DESCRIPTION (provided by applicant): The objective of this project is to develop robust assays that will allow real-time monitoring and quantification of specific alternative splicing events in living cells, and to adapt them for high throughput screening (HTS) against libraries of small compounds. Deregulation of alternative splicing patterns is frequently associated with several neurodegenerative and other genetic diseases and is a common occurrence in most cancers. The ability to re-direct splicing events to correct such splicing defects or to force the expression of alternative splicing isoform with potential beneficial effects would provide a valuable tool to investigate the roles and functions of specific alternative splicing isoforms, and it will open wide possibilities for novel therapeutic approaches.
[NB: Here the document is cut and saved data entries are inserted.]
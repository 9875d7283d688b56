//! This module contains `PaymentTrait`, a boring trait used to define the
//! getters that all payment types must implement. Since implementing this trait
//! doesn't require any actual logic, and mostly consists of tedious matching,
//! all impls for all types are tucked away here.

use common::time::TimestampMillis;

use crate::payments::offchain::inbound::{
    InboundInvoicePayment, InboundInvoicePaymentStatus,
    InboundSpontaneousPayment, InboundSpontaneousPaymentStatus,
};
use crate::payments::offchain::outbound::{
    OutboundInvoicePayment, OutboundInvoicePaymentStatus,
    OutboundSpontaneousPayment, OutboundSpontaneousPaymentStatus,
};
use crate::payments::{Payment, PaymentDirection, PaymentStatus};

/// A trait for the boring getters defined on all payment types.
// TODO(max): This trait can be removed entirely
pub trait PaymentTrait {
    /// Whether this payment is inbound or outbound. Useful for filtering.
    fn direction(&self) -> PaymentDirection;

    /// The amount of this payment in millisatoshis.
    // TODO(max): Use LDK-provided Amount newtype when available
    fn amt_msat(&self) -> Option<u64>;

    /// The fees paid or expected to be paid for this payment.
    // TODO(max): Use LDK-provided Amount newtype when available
    fn fees_msat(&self) -> u64;

    /// Get a general [`PaymentStatus`] for this payment. Useful for filtering.
    fn status(&self) -> PaymentStatus;

    /// Get the payment status as a human-readable `&'static str`
    fn status_str(&self) -> &str;

    /// When this payment was created.
    fn created_at(&self) -> TimestampMillis;

    /// When this payment was completed or failed.
    fn finalized_at(&self) -> Option<TimestampMillis>;
}

impl PaymentTrait for Payment {
    /// Whether this payment is inbound or outbound. Useful for filtering.
    fn direction(&self) -> PaymentDirection {
        match self {
            Self::OnchainDeposit(_) => PaymentDirection::Inbound,
            Self::OnchainWithdrawal(_) => PaymentDirection::Outbound,
            Self::InboundInvoice(_) => PaymentDirection::Inbound,
            Self::InboundSpontaneous(_) => PaymentDirection::Inbound,
            Self::OutboundInvoice(_) => PaymentDirection::Outbound,
            Self::OutboundSpontaneous(_) => PaymentDirection::Outbound,
        }
    }

    /// The amount of this payment in millisatoshis.
    ///
    /// - If this is a completed inbound invoice payment, we return the amount
    ///   we received.
    /// - If this is a pending or failed inbound inbound invoice payment, we
    ///   return the amount encoded in our invoice (if there was one).
    /// - For all other payment types, an amount is always returned.
    // TODO(max): Use LDK-provided Amount newtype when available
    fn amt_msat(&self) -> Option<u64> {
        match self {
            Self::OnchainDeposit(_) => todo!(),
            Self::OnchainWithdrawal(_) => todo!(),
            Self::InboundInvoice(InboundInvoicePayment {
                invoice_amt_msat,
                recvd_amount_msat,
                ..
            }) => recvd_amount_msat.or(*invoice_amt_msat),
            Self::InboundSpontaneous(InboundSpontaneousPayment {
                amt_msat,
                ..
            }) => Some(*amt_msat),
            Self::OutboundInvoice(OutboundInvoicePayment {
                amt_msat, ..
            }) => Some(*amt_msat),
            Self::OutboundSpontaneous(OutboundSpontaneousPayment {
                amt_msat,
                ..
            }) => Some(*amt_msat),
        }
    }

    /// The fees paid or expected to be paid for this payment.
    // TODO(max): Use LDK-provided Amount newtype when available
    fn fees_msat(&self) -> u64 {
        match self {
            Self::OnchainDeposit(_) => todo!(),
            Self::OnchainWithdrawal(_) => todo!(),
            Self::InboundInvoice(InboundInvoicePayment {
                onchain_fees_msat,
                ..
            }) => onchain_fees_msat.unwrap_or(0),
            Self::InboundSpontaneous(InboundSpontaneousPayment {
                onchain_fees_msat,
                ..
            }) => onchain_fees_msat.unwrap_or(0),
            Self::OutboundInvoice(OutboundInvoicePayment {
                fees_msat, ..
            }) => *fees_msat,
            Self::OutboundSpontaneous(OutboundSpontaneousPayment {
                fees_msat,
                ..
            }) => *fees_msat,
        }
    }

    /// Get a general [`PaymentStatus`] for this payment. Useful for filtering.
    fn status(&self) -> PaymentStatus {
        match self {
            Self::OnchainDeposit(_) => todo!(),
            Self::OnchainWithdrawal(_) => todo!(),
            Self::InboundInvoice(InboundInvoicePayment { status, .. }) => {
                PaymentStatus::from(*status)
            }
            Self::InboundSpontaneous(InboundSpontaneousPayment {
                status,
                ..
            }) => PaymentStatus::from(*status),
            Self::OutboundInvoice(OutboundInvoicePayment {
                status, ..
            }) => PaymentStatus::from(*status),
            Self::OutboundSpontaneous(OutboundSpontaneousPayment {
                status,
                ..
            }) => PaymentStatus::from(*status),
        }
    }

    /// Get the payment status as a human-readable `&'static str`
    fn status_str(&self) -> &str {
        match self {
            Self::OnchainDeposit(_) => todo!(),
            Self::OnchainWithdrawal(_) => todo!(),
            Self::InboundInvoice(InboundInvoicePayment { status, .. }) => {
                status.as_str()
            }
            Self::InboundSpontaneous(InboundSpontaneousPayment {
                status,
                ..
            }) => status.as_str(),
            Self::OutboundInvoice(OutboundInvoicePayment {
                status, ..
            }) => status.as_str(),
            Self::OutboundSpontaneous(OutboundSpontaneousPayment {
                status,
                ..
            }) => status.as_str(),
        }
    }

    /// When this payment was created.
    fn created_at(&self) -> TimestampMillis {
        match self {
            Self::OnchainDeposit(_) => todo!(),
            Self::OnchainWithdrawal(_) => todo!(),
            Self::InboundInvoice(InboundInvoicePayment {
                created_at, ..
            }) => *created_at,
            Self::InboundSpontaneous(InboundSpontaneousPayment {
                created_at,
                ..
            }) => *created_at,
            Self::OutboundInvoice(OutboundInvoicePayment {
                created_at,
                ..
            }) => *created_at,
            Self::OutboundSpontaneous(OutboundSpontaneousPayment {
                created_at,
                ..
            }) => *created_at,
        }
    }

    /// When this payment was completed or failed.
    fn finalized_at(&self) -> Option<TimestampMillis> {
        match self {
            Self::OnchainDeposit(_) => todo!(),
            Self::OnchainWithdrawal(_) => todo!(),
            Self::InboundInvoice(InboundInvoicePayment {
                finalized_at,
                ..
            }) => *finalized_at,
            Self::InboundSpontaneous(InboundSpontaneousPayment {
                finalized_at,
                ..
            }) => *finalized_at,
            Self::OutboundInvoice(OutboundInvoicePayment {
                finalized_at,
                ..
            }) => *finalized_at,
            Self::OutboundSpontaneous(OutboundSpontaneousPayment {
                finalized_at,
                ..
            }) => *finalized_at,
        }
    }
}

// --- Payment-specific status -> General PaymentStatus  --- //

impl From<InboundInvoicePaymentStatus> for PaymentStatus {
    fn from(specific_status: InboundInvoicePaymentStatus) -> Self {
        match specific_status {
            InboundInvoicePaymentStatus::InvoiceGenerated => Self::Pending,
            InboundInvoicePaymentStatus::Claiming => Self::Pending,
            InboundInvoicePaymentStatus::Completed => Self::Completed,
            InboundInvoicePaymentStatus::TimedOut => Self::Failed,
        }
    }
}

impl From<InboundSpontaneousPaymentStatus> for PaymentStatus {
    fn from(specific_status: InboundSpontaneousPaymentStatus) -> Self {
        match specific_status {
            InboundSpontaneousPaymentStatus::Claiming => Self::Pending,
            InboundSpontaneousPaymentStatus::Completed => Self::Completed,
        }
    }
}

impl From<OutboundInvoicePaymentStatus> for PaymentStatus {
    fn from(specific_status: OutboundInvoicePaymentStatus) -> Self {
        match specific_status {
            OutboundInvoicePaymentStatus::Pending => Self::Pending,
            OutboundInvoicePaymentStatus::Completed => Self::Completed,
            OutboundInvoicePaymentStatus::Failed => Self::Failed,
            OutboundInvoicePaymentStatus::TimedOut => Self::Failed,
        }
    }
}

impl From<OutboundSpontaneousPaymentStatus> for PaymentStatus {
    fn from(specific_status: OutboundSpontaneousPaymentStatus) -> Self {
        match specific_status {
            OutboundSpontaneousPaymentStatus::Pending => Self::Pending,
            OutboundSpontaneousPaymentStatus::Completed => Self::Completed,
            OutboundSpontaneousPaymentStatus::Failed => Self::Failed,
        }
    }
}

// --- Use as_str() to get a human-readable payment status &str --- //

impl InboundInvoicePaymentStatus {
    pub fn as_str(&self) -> &str {
        match self {
            Self::InvoiceGenerated => "invoice generated",
            Self::Claiming => "claiming",
            Self::Completed => "completed",
            Self::TimedOut => "timed out",
        }
    }
}

impl InboundSpontaneousPaymentStatus {
    pub fn as_str(&self) -> &str {
        match self {
            Self::Claiming => "claiming",
            Self::Completed => "completed",
        }
    }
}

impl OutboundInvoicePaymentStatus {
    pub fn as_str(&self) -> &str {
        match self {
            Self::Pending => "pending",
            Self::Completed => "completed",
            Self::Failed => "failed",
            Self::TimedOut => "timed out",
        }
    }
}

impl OutboundSpontaneousPaymentStatus {
    pub fn as_str(&self) -> &str {
        match self {
            Self::Pending => "pending",
            Self::Completed => "completed",
            Self::Failed => "failed",
        }
    }
}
We plan to develop a set of minigene constructs in which the expression of a transiently transfected fluorescent reporter protein will quantitatively depend on a specific splicing event. The initial testing will investigate alternative splicing events in STAT3 and BRCA1, but the setup will be readily transferable to different systems. The assay will be initially performed in 96 well plates and used in low-to-medium throughput experiments to identify and characterize cis-elements and trans acting factors that regulate these splicing events, by means of systematic over-expression and/or knockdown of splicing factors combined with substrate mutagenesis. Multiple fluorescent variants will be tested in various combinations using the Amersham INCell analyzer, to eventually develop a multicolor protocol to simultaneously assess different splicing events in individual cells, along with appropriate counter screenings and validation procedures. The protocol will be optimized to 384 well microtiter plates and will be suitable to HTS of large small molecule libraries.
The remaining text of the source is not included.